[Recorded data]
☆ ☆ ☆ ☆ ☆

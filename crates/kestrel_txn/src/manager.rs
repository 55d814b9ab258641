use std::collections::{BTreeSet, HashMap};
use std::time::{Duration, Instant};

use kestrel_common::error::{KestrelError, KestrelResult};
use kestrel_common::types::{Key, TxnId, TxnState};

/// The per-transaction state row held at the TRH partition.
#[derive(Debug, Clone)]
pub struct TxnRecord {
    pub txn_id: TxnId,
    pub state: TxnState,
    /// Every key this transaction holds a write intent on, as known to the
    /// TRH (local writes plus the client-reported set at end time).
    pub write_keys: BTreeSet<Key>,
    pub last_heartbeat: Instant,
}

/// Aggregate counters for observability.
#[derive(Debug, Clone, Copy, Default, PartialEq, Eq)]
pub struct TxnStatsSnapshot {
    pub created: u64,
    pub committed: u64,
    pub aborted: u64,
    pub force_aborted: u64,
    pub deleted: u64,
    pub active_count: usize,
}

/// Owner of the transaction-record table for one partition.
///
/// All methods run under the partition's critical section; the caller makes
/// every transition durable before acknowledging it.
#[derive(Debug)]
pub struct TxnManager {
    records: HashMap<TxnId, TxnRecord>,
    heartbeat_deadline: Duration,
    stats: TxnStatsSnapshot,
}

impl TxnManager {
    pub fn new(heartbeat_deadline: Duration) -> Self {
        Self {
            records: HashMap::new(),
            heartbeat_deadline,
            stats: TxnStatsSnapshot::default(),
        }
    }

    pub fn get(&self, txn_id: &TxnId) -> Option<&TxnRecord> {
        self.records.get(txn_id)
    }

    pub fn get_mut(&mut self, txn_id: &TxnId) -> Option<&mut TxnRecord> {
        self.records.get_mut(txn_id)
    }

    /// Create the record for a newly designated transaction. Idempotent for
    /// an existing InProgress record (a retried first write).
    pub fn create(&mut self, txn_id: TxnId, now: Instant) -> KestrelResult<&mut TxnRecord> {
        if let Some(existing) = self.records.get(&txn_id) {
            if existing.state != TxnState::InProgress {
                return Err(KestrelError::OperationNotAllowed(format!(
                    "transaction {txn_id} already exists in state {}",
                    existing.state
                )));
            }
        } else {
            self.stats.created += 1;
            self.records.insert(
                txn_id.clone(),
                TxnRecord {
                    txn_id: txn_id.clone(),
                    state: TxnState::InProgress,
                    write_keys: BTreeSet::new(),
                    last_heartbeat: now,
                },
            );
        }
        Ok(self.records.get_mut(&txn_id).expect("just inserted"))
    }

    /// Create a record pinned in ForceAborted. Used when a push arrives for a
    /// transaction this partition has never seen (or whose record was already
    /// finalized and deleted): a later commit attempt must fail.
    pub fn create_force_aborted(&mut self, txn_id: TxnId, now: Instant) -> &mut TxnRecord {
        self.stats.force_aborted += 1;
        self.records
            .entry(txn_id.clone())
            .or_insert_with(|| TxnRecord {
                txn_id,
                state: TxnState::ForceAborted,
                write_keys: BTreeSet::new(),
                last_heartbeat: now,
            })
    }

    /// Apply a state transition, enforcing the lifecycle graph:
    ///
    /// ```text
    /// InProgress ─commit──────────▶ Committed ──finalize-all──▶ Deleted
    ///     │ └──abort─────────────▶ Aborted   ──finalize-all──▶ Deleted
    ///     └──push / hb-timeout──▶ ForceAborted ──end──▶ Aborted
    /// ```
    ///
    /// Re-applying the current state is idempotent and returns it unchanged.
    pub fn transition(&mut self, txn_id: &TxnId, to: TxnState) -> KestrelResult<TxnState> {
        let record = self
            .records
            .get_mut(txn_id)
            .ok_or_else(|| KestrelError::OperationNotAllowed(format!("unknown txn {txn_id}")))?;
        let from = record.state;
        if from == to {
            return Ok(to);
        }
        let legal = matches!(
            (from, to),
            (TxnState::InProgress, TxnState::Committed)
                | (TxnState::InProgress, TxnState::Aborted)
                | (TxnState::InProgress, TxnState::ForceAborted)
                | (TxnState::ForceAborted, TxnState::Aborted)
                | (TxnState::Committed, TxnState::Deleted)
                | (TxnState::Aborted, TxnState::Deleted)
        );
        if !legal {
            return Err(KestrelError::InvalidTransition {
                txn_id: txn_id.clone(),
                from,
                to,
            });
        }
        record.state = to;
        match to {
            TxnState::Committed => self.stats.committed += 1,
            TxnState::Aborted => self.stats.aborted += 1,
            TxnState::ForceAborted => self.stats.force_aborted += 1,
            TxnState::Deleted => self.stats.deleted += 1,
            TxnState::InProgress => {}
        }
        tracing::debug!(txn = %txn_id, %from, %to, "txn state transition");
        Ok(to)
    }

    /// Record a heartbeat. Returns the terminal state instead of updating
    /// when the transaction can no longer make progress.
    pub fn heartbeat(&mut self, txn_id: &TxnId, now: Instant) -> Option<Option<TxnState>> {
        let record = self.records.get_mut(txn_id)?;
        match record.state {
            TxnState::InProgress => {
                record.last_heartbeat = now;
                Some(None)
            }
            state => Some(Some(state)),
        }
    }

    /// True when the transaction's heartbeat is within the deadline.
    pub fn is_heartbeat_fresh(&self, txn_id: &TxnId, now: Instant) -> bool {
        self.records
            .get(txn_id)
            .map(|r| now.duration_since(r.last_heartbeat) < self.heartbeat_deadline)
            .unwrap_or(false)
    }

    /// InProgress transactions whose heartbeat has expired at `now`.
    pub fn expired(&self, now: Instant) -> Vec<TxnId> {
        self.records
            .values()
            .filter(|r| {
                r.state == TxnState::InProgress
                    && now.duration_since(r.last_heartbeat) > self.heartbeat_deadline
            })
            .map(|r| r.txn_id.clone())
            .collect()
    }

    pub fn record_write_key(&mut self, txn_id: &TxnId, key: Key) {
        if let Some(record) = self.records.get_mut(txn_id) {
            record.write_keys.insert(key);
        }
    }

    pub fn merge_write_keys(&mut self, txn_id: &TxnId, keys: impl IntoIterator<Item = Key>) {
        if let Some(record) = self.records.get_mut(txn_id) {
            record.write_keys.extend(keys);
        }
    }

    /// Drop a Deleted record from the table.
    pub fn remove(&mut self, txn_id: &TxnId) -> Option<TxnRecord> {
        self.records.remove(txn_id)
    }

    pub fn snapshot(&self) -> TxnStatsSnapshot {
        TxnStatsSnapshot {
            active_count: self
                .records
                .values()
                .filter(|r| r.state == TxnState::InProgress)
                .count(),
            ..self.stats
        }
    }
}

☆ ☆ ☆ ☆ ☆

Your task: Output each record above exactly, omitting nothing.

Reply to the exercise:
filename crates/kestrel_txn/src/manager.rs
repository 55d814b9ab258641
use std::collections::{BTreeSet, HashMap};
use std::time::{Duration, Instant};

use kestrel_common::error::{KestrelError, KestrelResult};
use kestrel_common::types::{Key, TxnId, TxnState};

/// The per-transaction state row held at the TRH partition.
#[derive(Debug, Clone)]
pub struct TxnRecord {
    pub txn_id: TxnId,
    pub state: TxnState,
    /// Every key this transaction holds a write intent on, as known to the
    /// TRH (local writes plus the client-reported set at end time).
    pub write_keys: BTreeSet<Key>,
    pub last_heartbeat: Instant,
}

/// Aggregate counters for observability.
#[derive(Debug, Clone, Copy, Default, PartialEq, Eq)]
pub struct TxnStatsSnapshot {
    pub created: u64,
    pub committed: u64,
    pub aborted: u64,
    pub force_aborted: u64,
    pub deleted: u64,
    pub active_count: usize,
}

/// Owner of the transaction-record table for one partition.
///
/// All methods run under the partition's critical section; the caller makes
/// every transition durable before acknowledging it.
#[derive(Debug)]
pub struct TxnManager {
    records: HashMap<TxnId, TxnRecord>,
    heartbeat_deadline: Duration,
    stats: TxnStatsSnapshot,
}

impl TxnManager {
    pub fn new(heartbeat_deadline: Duration) -> Self {
        Self {
            records: HashMap::new(),
            heartbeat_deadline,
            stats: TxnStatsSnapshot::default(),
        }
    }

    pub fn get(&self, txn_id: &TxnId) -> Option<&TxnRecord> {
        self.records.get(txn_id)
    }

    pub fn get_mut(&mut self, txn_id: &TxnId) -> Option<&mut TxnRecord> {
        self.records.get_mut(txn_id)
    }

    /// Create the record for a newly designated transaction. Idempotent for
    /// an existing InProgress record (a retried first write).
    pub fn create(&mut self, txn_id: TxnId, now: Instant) -> KestrelResult<&mut TxnRecord> {
        if let Some(existing) = self.records.get(&txn_id) {
            if existing.state != TxnState::InProgress {
                return Err(KestrelError::OperationNotAllowed(format!(
                    "transaction {txn_id} already exists in state {}",
                    existing.state
                )));
            }
        } else {
            self.stats.created += 1;
            self.records.insert(
                txn_id.clone(),
                TxnRecord {
                    txn_id: txn_id.clone(),
                    state: TxnState::InProgress,
                    write_keys: BTreeSet::new(),
                    last_heartbeat: now,
                },
            );
        }
        Ok(self.records.get_mut(&txn_id).expect("just inserted"))
    }

    /// Create a record pinned in ForceAborted. Used when a push arrives for a
    /// transaction this partition has never seen (or whose record was already
    /// finalized and deleted): a later commit attempt must fail.
    pub fn create_force_aborted(&mut self, txn_id: TxnId, now: Instant) -> &mut TxnRecord {
        self.stats.force_aborted += 1;
        self.records
            .entry(txn_id.clone())
            .or_insert_with(|| TxnRecord {
                txn_id,
                state: TxnState::ForceAborted,
                write_keys: BTreeSet::new(),
                last_heartbeat: now,
            })
    }

    /// Apply a state transition, enforcing the lifecycle graph:
    ///
    /// ```text
    /// InProgress ─commit──────────▶ Committed ──finalize-all──▶ Deleted
    ///     │ └──abort─────────────▶ Aborted   ──finalize-all──▶ Deleted
    ///     └──push / hb-timeout──▶ ForceAborted ──end──▶ Aborted
    /// ```
    ///
    /// Re-applying the current state is idempotent and returns it unchanged.
    pub fn transition(&mut self, txn_id: &TxnId, to: TxnState) -> KestrelResult<TxnState> {
        let record = self
            .records
            .get_mut(txn_id)
            .ok_or_else(|| KestrelError::OperationNotAllowed(format!("unknown txn {txn_id}")))?;
        let from = record.state;
        if from == to {
            return Ok(to);
        }
        let legal = matches!(
            (from, to),
            (TxnState::InProgress, TxnState::Committed)
                | (TxnState::InProgress, TxnState::Aborted)
                | (TxnState::InProgress, TxnState::ForceAborted)
                | (TxnState::ForceAborted, TxnState::Aborted)
                | (TxnState::Committed, TxnState::Deleted)
                | (TxnState::Aborted, TxnState::Deleted)
        );
        if !legal {
            return Err(KestrelError::InvalidTransition {
                txn_id: txn_id.clone(),
                from,
                to,
            });
        }
        record.state = to;
        match to {
            TxnState::Committed => self.stats.committed += 1,
            TxnState::Aborted => self.stats.aborted += 1,
            TxnState::ForceAborted => self.stats.force_aborted += 1,
            TxnState::Deleted => self.stats.deleted += 1,
            TxnState::InProgress => {}
        }
        tracing::debug!(txn = %txn_id, %from, %to, "txn state transition");
        Ok(to)
    }

    /// Record a heartbeat. Returns the terminal state instead of updating
    /// when the transaction can no longer make progress.
    pub fn heartbeat(&mut self, txn_id: &TxnId, now: Instant) -> Option<Option<TxnState>> {
        let record = self.records.get_mut(txn_id)?;
        match record.state {
            TxnState::InProgress => {
                record.last_heartbeat = now;
                Some(None)
            }
            state => Some(Some(state)),
        }
    }

    /// True when the transaction's heartbeat is within the deadline.
    pub fn is_heartbeat_fresh(&self, txn_id: &TxnId, now: Instant) -> bool {
        self.records
            .get(txn_id)
            .map(|r| now.duration_since(r.last_heartbeat) < self.heartbeat_deadline)
            .unwrap_or(false)
    }

    /// InProgress transactions whose heartbeat has expired at `now`.
    pub fn expired(&self, now: Instant) -> Vec<TxnId> {
        self.records
            .values()
            .filter(|r| {
                r.state == TxnState::InProgress
                    && now.duration_since(r.last_heartbeat) > self.heartbeat_deadline
            })
            .map(|r| r.txn_id.clone())
            .collect()
    }

    pub fn record_write_key(&mut self, txn_id: &TxnId, key: Key) {
        if let Some(record) = self.records.get_mut(txn_id) {
            record.write_keys.insert(key);
        }
    }

    pub fn merge_write_keys(&mut self, txn_id: &TxnId, keys: impl IntoIterator<Item = Key>) {
        if let Some(record) = self.records.get_mut(txn_id) {
            record.write_keys.extend(keys);
        }
    }

    /// Drop a Deleted record from the table.
    pub fn remove(&mut self, txn_id: &TxnId) -> Option<TxnRecord> {
        self.records.remove(txn_id)
    }

    pub fn snapshot(&self) -> TxnStatsSnapshot {
        TxnStatsSnapshot {
            active_count: self
                .records
                .values()
                .filter(|r| r.state == TxnState::InProgress)
                .count(),
            ..self.stats
        }
    }
}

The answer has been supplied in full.